F5 Load Balancer Persistence Profile How to determine Timeout setting Value
We are using F5 Load Balancer in our ASP.net Application and are using Source address affinity persistence persistence profile. The default value of timeout setting for this profile is 180 seconds. But because of that user getting session time out after 3 minutes(180) in case of being idle. Now question here is what should be value of timeout setting ? I think it should be same as Session Timeout (default 20 minutes) of asp.net application but not sure about that.
Answer
Persistence timeouts should be slightly larger than the applications session timeouts. You are correct. The persistence timeout will start once the session goes idle (no traffic). The session persistence timer countdown will reset if traffic received. If it expires, the LB method is reapplied and the session will be most likely be routed to another server (there are ways around this but by default this is how it's supposed to work).
The standard default timeout is 300 seconds but should be bumped up to over 20 minutes if your application times out at 20 minutes.
This can get dangerous with source affinity specifically when client/source connections aggregate over a single IP or pool of addresses because multiple client sessions would show up as one session to the persistence profile.
People can forget that Session != Connection
Multiple connections coming in as the same IP would technically staple the persistence session up permanently unless the destination server node was restarted. For web applications we recommend cookie persistence so the client can control it's own session. This requires the client to be able to receive cookies.
This of course is dependent on the application and if you're NAT'ing traffic to BIG-IP. Otherwise, you're off to the races with your correct assumption.

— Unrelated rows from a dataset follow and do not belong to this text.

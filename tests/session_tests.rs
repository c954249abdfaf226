use std::time::{Duration, Instant};

use typist::app::{App, Signals};
use typist::config::Config;
use typist::keyboard::composer::ComposerState;
use typist::keyboard::geometry::PhysicalKeyId;
use typist::keyboard::layout::{Layout, ModifierLevel};
use typist::keyboard::registry::LayoutRegistry;
use typist::keyboard::resolver::Highlight;
use typist::lesson::picker::PromptPicker;
use typist::lesson::{LessonRegistry, LessonSource};
use typist::session::timer::Metrics;

#[derive(Default)]
struct Recorder {
    highlight: Option<Highlight>,
    error: bool,
    prompt: String,
    input: String,
    metrics: Vec<Option<Metrics>>,
    completed: usize,
}

impl Signals for Recorder {
    fn highlight_key(&mut self, highlight: Option<&Highlight>) {
        self.highlight = highlight.cloned();
    }
    fn set_error_flash(&mut self, on: bool) {
        self.error = on;
    }
    fn set_prompt_text(&mut self, prompt: &str) {
        self.prompt = prompt.to_string();
    }
    fn set_input_text(&mut self, input: &str) {
        self.input = input.to_string();
    }
    fn set_key_pressed(&mut self, _key: PhysicalKeyId, _pressed: bool) {}
    fn set_metrics(&mut self, metrics: Option<&Metrics>) {
        self.metrics.push(metrics.cloned());
    }
    fn prompt_completed(&mut self) {
        self.completed += 1;
    }
}

fn bundled(id: &str) -> Layout {
    LayoutRegistry::bundled_only().load_layout(id).unwrap().unwrap()
}

fn key(code: &str) -> PhysicalKeyId {
    PhysicalKeyId::parse(code).unwrap()
}

fn session(layout: Layout, lines: &[&str]) -> App<Recorder> {
    let lines = lines.iter().map(|s| s.to_string()).collect();
    App::with_picker(
        layout,
        PromptPicker::with_seed(lines, 9),
        &Config::default(),
        Recorder::default(),
    )
}

/// Press whatever the hint shows until the current prompt is done.
fn follow_hints(app: &mut App<Recorder>, now: Instant) {
    let done = app.signals().completed;
    for _ in 0..500 {
        if app.signals().completed > done {
            return;
        }
        let highlight = app
            .signals()
            .highlight
            .clone()
            .unwrap_or_else(|| panic!("no hint while typing {:?}", app.signals().prompt));
        let level = match highlight.keys.get(1) {
            Some(&k) if k == PhysicalKeyId::ALT_RIGHT => ModifierLevel::AltGr,
            Some(_) => ModifierLevel::Shift,
            None => ModifierLevel::Base,
        };
        app.key_event(highlight.keys[0], level, now);
    }
    panic!("prompt {:?} never completed", app.signals().prompt);
}

#[test]
fn test_hints_type_every_french_line() {
    let lesson = LessonRegistry::bundled_only()
        .load_lesson("french")
        .unwrap()
        .unwrap();
    for layout_id in ["azerty", "intl"] {
        for level in 0..lesson.level_count() {
            for line in lesson.lines(level) {
                let mut app = session(bundled(layout_id), &[line.as_str()]);
                follow_hints(&mut app, Instant::now());
                assert_eq!(app.signals().completed, 1, "{layout_id}: {line}");
                assert_eq!(app.typos(), 0, "{layout_id}: {line}");
            }
        }
    }
}

#[test]
fn test_hints_type_every_english_line() {
    let lesson = LessonRegistry::bundled_only()
        .load_lesson("english")
        .unwrap()
        .unwrap();
    for layout_id in ["qwerty", "dvorak", "colemak"] {
        for level in 0..lesson.level_count() {
            for line in lesson.lines(level) {
                let mut app = session(bundled(layout_id), &[line.as_str()]);
                follow_hints(&mut app, Instant::now());
                assert_eq!(app.typos(), 0, "{layout_id}: {line}");
            }
        }
    }
}

#[test]
fn test_dead_keys_on_intl() {
    let t0 = Instant::now();
    let mut app = session(bundled("intl"), &["ëa"]);
    // Shift+Quote is the diaeresis dead key
    app.key_event(key("Quote"), ModifierLevel::Shift, t0);
    assert_eq!(app.composer_state(), ComposerState::PendingDeadKey('"'));
    assert_eq!(app.input(), "");
    app.key_event(key("KeyE"), ModifierLevel::Base, t0);
    assert_eq!(app.input(), "ë");
    assert_eq!(app.typos(), 0);
}

#[test]
fn test_unmapped_combination_types_next_char() {
    let t0 = Instant::now();
    let mut app = session(bundled("intl"), &["xy"]);
    // the acute table has no entry for x
    app.key_event(key("Quote"), ModifierLevel::Base, t0);
    app.key_event(key("KeyX"), ModifierLevel::Base, t0);
    assert_eq!(app.input(), "x");
    assert_eq!(app.composer_state(), ComposerState::Idle);
    assert_eq!(app.typos(), 0);
}

#[test]
fn test_typo_session_reports_metrics() {
    let t0 = Instant::now();
    let mut app = session(bundled("qwerty"), &["cat"]);
    app.key_event(key("KeyC"), ModifierLevel::Base, t0);
    app.key_event(key("KeyX"), ModifierLevel::Base, t0);
    assert!(app.signals().error);
    assert_eq!(app.signals().input, "cx");

    // corrected before the auto-truncation fires
    app.key_event(key("KeyA"), ModifierLevel::Base, t0 + Duration::from_millis(50));
    assert_eq!(app.signals().input, "ca");
    app.key_event(key("KeyT"), ModifierLevel::Base, t0 + Duration::from_secs(3));

    assert_eq!(app.signals().completed, 1);
    let metrics = app.signals().metrics.last().cloned().flatten().unwrap();
    assert_eq!(metrics.speed, 60);
    assert_eq!(metrics.typos, 1);
    assert!((metrics.accuracy - 200.0 / 3.0).abs() < 1e-9);

    app.tick(t0 + Duration::from_secs(4));
    assert!(!app.signals().error);
}

#[test]
fn test_fast_completion_keeps_previous_metrics() {
    let t0 = Instant::now();
    let mut app = session(bundled("qwerty"), &["ab"]);
    app.key_event(key("KeyA"), ModifierLevel::Base, t0);
    app.key_event(key("KeyB"), ModifierLevel::Base, t0 + Duration::from_millis(300));
    assert_eq!(app.signals().completed, 1);
    assert!(app.signals().metrics.is_empty());
    assert!(app.last_metrics().is_none());
}

#[test]
fn test_switching_layout_mid_composition() {
    let t0 = Instant::now();
    let mut app = session(bundled("intl"), &["é"]);
    app.key_event(key("Quote"), ModifierLevel::Base, t0);
    assert!(app.composer_state().is_pending());

    app.layout_changed(bundled("azerty"));
    assert_eq!(app.composer_state(), ComposerState::Idle);
    assert_eq!(app.layout().id(), "azerty");
    // azerty types é directly on Digit2
    let hint = app.signals().highlight.clone().unwrap();
    assert_eq!(hint.keys, vec![key("Digit2")]);
    app.key_event(key("Digit2"), ModifierLevel::Base, t0);
    assert_eq!(app.signals().completed, 1);
}

#[test]
fn test_level_change_picks_from_new_lines() {
    let mut app = session(bundled("qwerty"), &["aaa"]);
    assert_eq!(app.prompt(), "aaa");
    app.level_changed(vec!["bbb".to_string()]);
    assert_eq!(app.prompt(), "bbb");
    assert_eq!(app.signals().prompt, "bbb");
    app.level_changed(Vec::new());
    assert_eq!(app.signals().prompt, "");
    assert!(app.signals().highlight.is_none());
}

And Per F5 Support LTM Concepts:
Source address affinity persistence Source address affinity persistence, also known as simple persistence, tracks sessions based only on the source IP address. When a client requests a connection to a virtual server that supports source address affinity persistence, Local Traffic Manager checks to see if that client previously connected, and if so, returns the client to the same pool member.
You might want to use source address affinity persistence and SSL persistence together. In situations where an SSL session ID times out, or where a returning client does not provide a session ID, you might want Local Traffic Manager to direct the client to the original pool member based on the client’s IP address. As long as the client’s source address affinity persistence record has not timed out, Local Traffic Manager can successfully return the client to the appropriate pool member.
Persistence settings apply to all protocols. When the persistence timer is set to a value greater than 0, persistence is on. When the persistence timer is set to 0, persistence is off.
The persistence mask feature works only for virtual servers that implement source address affinity persistence. By adding a persistence mask, you identify a range of source IP addresses to manage together as a single source address affinity persistent connection when connecting to the pool.